El amanecer se abrió paso sobre las encinas del Alentejo con esa luz dorada que sólo conocen los campos antiguos. En la finca Majá del Lobo, el aire olía a jaras y humo, a tierra húmeda y tradición. Era día de herradero, uno de esos días -sábado 1 de noviembre- en que el tiempo parece detenerse para rendir homenaje a lo eterno.
Allí, entre el rumor de las reses y el chisporroteo del fuego, 130 becerros -ochenta y cinco machos y cuarenta y cinco hembras- aguardaban su destino. Uno a uno fueron marcados con el hierro de la ganadería de D. José Luis Pereda, el emblema de la Agrupación Española de Ganaderos de Reses Bravas, el número de su reata y el guarismo del año, el 5, que guardarán sobre el costado como un sello de linaje y bravura. Era su bautismo. El instante en que el fuego se hace identidad y la piel joven recibe la primera cicatriz de su historia.

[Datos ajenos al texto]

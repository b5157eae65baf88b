//! Core types for jobwatch

use chrono::{DateTime, Utc};
use serde::{Deserialize, Serialize};
use std::cmp::Ordering;

/// Opaque identifier assigned by the backend when a job is created
#[derive(Clone, Debug, PartialEq, Eq, PartialOrd, Ord, Hash, Serialize, Deserialize)]
#[serde(transparent)]
pub struct JobId(pub String);

impl JobId {
    /// Create a new JobId
    pub fn new(id: impl Into<String>) -> Self {
        Self(id.into())
    }

    /// Borrow the inner identifier
    pub fn as_str(&self) -> &str {
        &self.0
    }
}

impl From<&str> for JobId {
    fn from(id: &str) -> Self {
        Self(id.to_string())
    }
}

impl From<String> for JobId {
    fn from(id: String) -> Self {
        Self(id)
    }
}

impl std::fmt::Display for JobId {
    fn fmt(&self, f: &mut std::fmt::Formatter<'_>) -> std::fmt::Result {
        f.write_str(&self.0)
    }
}

/// Kind of remote job; selects the status endpoint and payload shape
#[derive(Clone, Copy, Debug, PartialEq, Eq, Hash, Serialize, Deserialize)]
#[serde(rename_all = "snake_case")]
pub enum JobKind {
    /// One image sent through one processing method
    SingleTask,
    /// Several images processed under one batch id
    BatchTask,
    /// Credit purchase awaiting payment settlement
    PaymentOrder,
}

impl std::fmt::Display for JobKind {
    fn fmt(&self, f: &mut std::fmt::Formatter<'_>) -> std::fmt::Result {
        let name = match self {
            JobKind::SingleTask => "single_task",
            JobKind::BatchTask => "batch_task",
            JobKind::PaymentOrder => "payment_order",
        };
        f.write_str(name)
    }
}

/// Canonical job state
///
/// States are partially ordered: `Queued < Processing < terminal`, where the
/// terminal states are mutually incomparable and absorbing.
#[derive(Clone, Copy, Debug, PartialEq, Eq, Hash, Serialize, Deserialize)]
#[serde(rename_all = "snake_case")]
pub enum JobState {
    /// Accepted by the backend, not started
    Queued,
    /// Work in progress
    Processing,
    /// Batch finished with at least one success and at least one failure
    PartiallyCompleted,
    /// Finished successfully
    Completed,
    /// Finished without a usable result
    Failed,
    /// Client stopped watching because the session deadline elapsed
    Expired,
}

impl JobState {
    /// Position in the state order. Terminal states share the top rank.
    pub fn rank(&self) -> u8 {
        match self {
            JobState::Queued => 0,
            JobState::Processing => 1,
            JobState::PartiallyCompleted
            | JobState::Completed
            | JobState::Failed
            | JobState::Expired => 2,
        }
    }

    /// Whether no further transition can happen from this state
    pub fn is_terminal(&self) -> bool {
        self.rank() == 2
    }

    /// Whether this terminal state carries downloadable artifacts
    pub fn is_success(&self) -> bool {
        matches!(self, JobState::Completed | JobState::PartiallyCompleted)
    }

    /// Compare two states under the partial order
    ///
    /// Returns `None` for two distinct terminal states.
    pub fn partial_order(&self, other: &JobState) -> Option<Ordering> {
        if self == other {
            return Some(Ordering::Equal);
        }
        match self.rank().cmp(&other.rank()) {
            Ordering::Equal => None,
            ordering => Some(ordering),
        }
    }
}

impl std::fmt::Display for JobState {
    fn fmt(&self, f: &mut std::fmt::Formatter<'_>) -> std::fmt::Result {
        let name = match self {
            JobState::Queued => "queued",
            JobState::Processing => "processing",
            JobState::PartiallyCompleted => "partially_completed",
            JobState::Completed => "completed",
            JobState::Failed => "failed",
            JobState::Expired => "expired",
        };
        f.write_str(name)
    }
}

/// Downloadable result file descriptor
#[derive(Clone, Debug, PartialEq, Eq, Serialize, Deserialize)]
pub struct Artifact {
    /// Absolute or base-relative URL of the file
    pub url: String,
    /// Filename declared by the backend
    #[serde(default, skip_serializing_if = "Option::is_none")]
    pub filename: Option<String>,
    /// Size in bytes
    #[serde(default, skip_serializing_if = "Option::is_none")]
    pub size: Option<u64>,
    /// Image width in pixels
    #[serde(default, skip_serializing_if = "Option::is_none")]
    pub width: Option<u32>,
    /// Image height in pixels
    #[serde(default, skip_serializing_if = "Option::is_none")]
    pub height: Option<u32>,
}

impl Artifact {
    /// Artifact with only a URL
    pub fn from_url(url: impl Into<String>) -> Self {
        Self {
            url: url.into(),
            filename: None,
            size: None,
            width: None,
            height: None,
        }
    }
}

/// Structured job-level failure reported by the backend
#[derive(Clone, Debug, PartialEq, Eq, Serialize, Deserialize)]
pub struct JobError {
    /// Machine-readable code
    pub code: String,
    /// Human-readable message
    pub message: String,
}

impl JobError {
    /// Create a new JobError
    pub fn new(code: impl Into<String>, message: impl Into<String>) -> Self {
        Self {
            code: code.into(),
            message: message.into(),
        }
    }
}

/// One item of a batch job
#[derive(Clone, Debug, PartialEq, Eq, Serialize, Deserialize)]
pub struct SubTask {
    /// Backend id of the item
    pub task_id: String,
    /// Original upload filename
    pub filename: String,
    /// Canonical state of the item
    pub state: JobState,
    /// Result of the item, once it completed
    #[serde(default, skip_serializing_if = "Option::is_none")]
    pub artifact: Option<Artifact>,
    /// Failure message of the item
    #[serde(default, skip_serializing_if = "Option::is_none")]
    pub error: Option<String>,
}

/// Aggregate counts of a batch, always derived from its items
#[derive(Clone, Copy, Debug, Default, PartialEq, Eq, Serialize, Deserialize)]
pub struct BatchCounts {
    /// Number of items in the batch
    pub total: u32,
    /// Items that finished successfully
    pub completed: u32,
    /// Items that failed
    pub failed: u32,
}

impl BatchCounts {
    /// Count finished and failed items of a batch
    pub fn from_sub_tasks(sub_tasks: &[SubTask]) -> Self {
        let completed = sub_tasks
            .iter()
            .filter(|t| t.state == JobState::Completed)
            .count() as u32;
        let failed = sub_tasks
            .iter()
            .filter(|t| t.state == JobState::Failed)
            .count() as u32;
        Self {
            total: sub_tasks.len() as u32,
            completed,
            failed,
        }
    }

    /// Items that reached an end state
    pub fn done(&self) -> u32 {
        self.completed.saturating_add(self.failed)
    }

    /// Percentage of items that reached an end state, rounded half up
    pub fn percent(&self) -> u8 {
        if self.total == 0 {
            return 0;
        }
        let done = u64::from(self.done()).min(u64::from(self.total));
        let total = u64::from(self.total);
        ((done * 100 + total / 2) / total) as u8
    }
}

/// Batch-specific part of a job snapshot
#[derive(Clone, Debug, Default, PartialEq, Eq, Serialize, Deserialize)]
pub struct BatchProgress {
    /// Per-item records in backend order
    pub sub_tasks: Vec<SubTask>,
    /// Counts derived from `sub_tasks` during the last reduction
    pub counts: BatchCounts,
}

/// Client-side snapshot of a remote job
#[derive(Clone, Debug, PartialEq, Eq, Serialize, Deserialize)]
pub struct Job {
    /// Backend-assigned id
    pub id: JobId,
    /// Job kind
    pub kind: JobKind,
    /// Canonical state
    pub state: JobState,
    /// Progress percentage (0-100)
    pub progress: u8,
    /// When the job was created
    pub created_at: DateTime<Utc>,
    /// When the job first reached a terminal state
    pub completed_at: Option<DateTime<Utc>>,
    /// Result files, populated together with a successful terminal state
    pub artifacts: Vec<Artifact>,
    /// Failure details, only set when `state` is `Failed`
    pub error: Option<JobError>,
    /// Batch details, only for batch jobs
    pub batch: Option<BatchProgress>,
}

impl Job {
    /// A freshly submitted job in the `Queued` state
    pub fn new(id: impl Into<JobId>, kind: JobKind) -> Self {
        Self {
            id: id.into(),
            kind,
            state: JobState::Queued,
            progress: 0,
            created_at: Utc::now(),
            completed_at: None,
            artifacts: Vec::new(),
            error: None,
            batch: (kind == JobKind::BatchTask).then(BatchProgress::default),
        }
    }

    /// Whether the job reached an absorbing state
    pub fn is_terminal(&self) -> bool {
        self.state.is_terminal()
    }
}

/// Batch part of a normalized status payload
#[derive(Clone, Debug, Default, PartialEq, Eq)]
pub struct BatchPayload {
    /// Item count reported by the backend
    pub total_images: u32,
    /// Completed count reported by the backend
    pub completed_images: u32,
    /// Failed count reported by the backend
    pub failed_images: u32,
    /// Per-item records
    pub sub_tasks: Vec<SubTask>,
}

impl BatchPayload {
    /// Derive counts from the item list, using the aggregate counters only when
    /// the backend sent no items
    ///
    /// The declared batch size still bounds `total` from below so items the
    /// backend has not listed yet count as pending.
    pub fn counts(&self) -> BatchCounts {
        if self.sub_tasks.is_empty() {
            BatchCounts {
                total: self.total_images,
                completed: self.completed_images.min(self.total_images),
                failed: self
                    .failed_images
                    .min(self.total_images.saturating_sub(self.completed_images)),
            }
        } else {
            let mut counts = BatchCounts::from_sub_tasks(&self.sub_tasks);
            counts.total = counts.total.max(self.total_images);
            counts
        }
    }
}

/// Status payload after the kind adapter mapped it onto canonical terms
#[derive(Clone, Debug, PartialEq, Eq)]
pub struct StatusPayload {
    /// State reported by the backend
    pub state: JobState,
    /// Progress reported by the backend, if any
    pub progress: Option<u8>,
    /// Creation time reported by the backend
    pub created_at: Option<DateTime<Utc>>,
    /// Completion time reported by the backend
    pub completed_at: Option<DateTime<Utc>>,
    /// Result files
    pub artifacts: Vec<Artifact>,
    /// Failure details
    pub error: Option<JobError>,
    /// Batch details
    pub batch: Option<BatchPayload>,
}

impl StatusPayload {
    /// Payload carrying only a state
    pub fn with_state(state: JobState) -> Self {
        Self {
            state,
            progress: None,
            created_at: None,
            completed_at: None,
            artifacts: Vec::new(),
            error: None,
            batch: None,
        }
    }
}

/// Why a poll session ended
#[derive(Clone, Debug, PartialEq, Eq, Serialize, Deserialize)]
#[serde(tag = "type", rename_all = "snake_case")]
pub enum SessionOutcome {
    /// The job reached a terminal state reported by the backend
    Finished {
        /// Final state
        state: JobState,
    },
    /// The deadline elapsed before the job finished
    Expired,
    /// The session was cancelled by its owner
    Cancelled,
    /// The backend rejected the credential
    AuthorizationExpired,
    /// Too many consecutive polls produced no usable payload
    GaveUp {
        /// Consecutive misses when the session stopped
        misses: u32,
        /// Last miss reason
        last_error: String,
    },
}

/// What a reduction did to a job
#[derive(Clone, Copy, Debug, PartialEq, Eq, Serialize, Deserialize)]
#[serde(tag = "type", rename_all = "snake_case")]
pub enum Transition {
    /// State unchanged; progress or batch details may have moved
    Progress,
    /// Moved forward to a non-terminal state
    Advanced {
        /// Previous state
        from: JobState,
        /// New state
        to: JobState,
    },
    /// Entered a terminal state
    Terminal {
        /// Previous state
        from: JobState,
        /// Terminal state
        to: JobState,
    },
}

impl Transition {
    /// Whether the update marks the end of the job
    pub fn is_terminal(&self) -> bool {
        matches!(self, Transition::Terminal { .. })
    }
}

/// Change notification delivered to subscribers
#[derive(Clone, Debug, Serialize, Deserialize)]
#[serde(tag = "type", rename_all = "snake_case")]
pub enum JobUpdate {
    /// A reduction was applied to a job
    Changed {
        /// Snapshot after the reduction
        job: Job,
        /// What changed
        transition: Transition,
    },
    /// A poll session ended
    SessionEnded {
        /// Job id
        id: JobId,
        /// Why it ended
        outcome: SessionOutcome,
    },
}

impl JobUpdate {
    /// Job id this update concerns
    pub fn job_id(&self) -> &JobId {
        match self {
            JobUpdate::Changed { job, .. } => &job.id,
            JobUpdate::SessionEnded { id, .. } => id,
        }
    }
}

En la Majá del Lobo, situada en la serena comarca de Sobral da Adiça, el campo se llenó de vida y de hombres curtidos por el sol y la costumbre. Acompañaron al ganadero figuras queridas y cercanas: D. Manuel Sevillano, empresario y valedor de los festejos de Aroche; D. José Sánchez, amigo fiel y hombre de mundo financiero; D. José Antonio Ortiz “Nono”, jefe de corrales de La Merced, junto a un nutrido grupo de operarios y amigos de la Plaza de Toros de Huelva. Todos, entre risas y conversación, compartieron el pulso antiguo de aquella faena que une fuego, bravura y memoria.
Cuando el último becerro fue marcado y el humo se desvaneció entre los olivos, el silencio del campo se rompió de nuevo: era hora de torear. Los capotes se abrieron como alas sobre la dehesa; las muletas, rojas de sol, trazaron verónicas en el aire limpio del Alentejo. Torear a campo abierto es volver al origen, sentir el toro sin artificio, dejar que el alma dialogue con la naturaleza. Y así lo hicieron toreros, ganaderos y amigos, entre el respeto y la emoción, hasta que el atardecer cubrió la finca con su manto dorado.
La jornada terminó con la calma de las cosas bien hechas. Quedaron las reses marcadas, el humo disipado y un puñado de recuerdos que se fundieron con el olor del tomillo y la encina. En la Majá del Lobo, el hierro volvió a escribir una página más en la historia de la bravura. Porque hay días que no son sólo trabajo: son rito, herencia y destino. Días en que el fuego no quema, sino que consagra.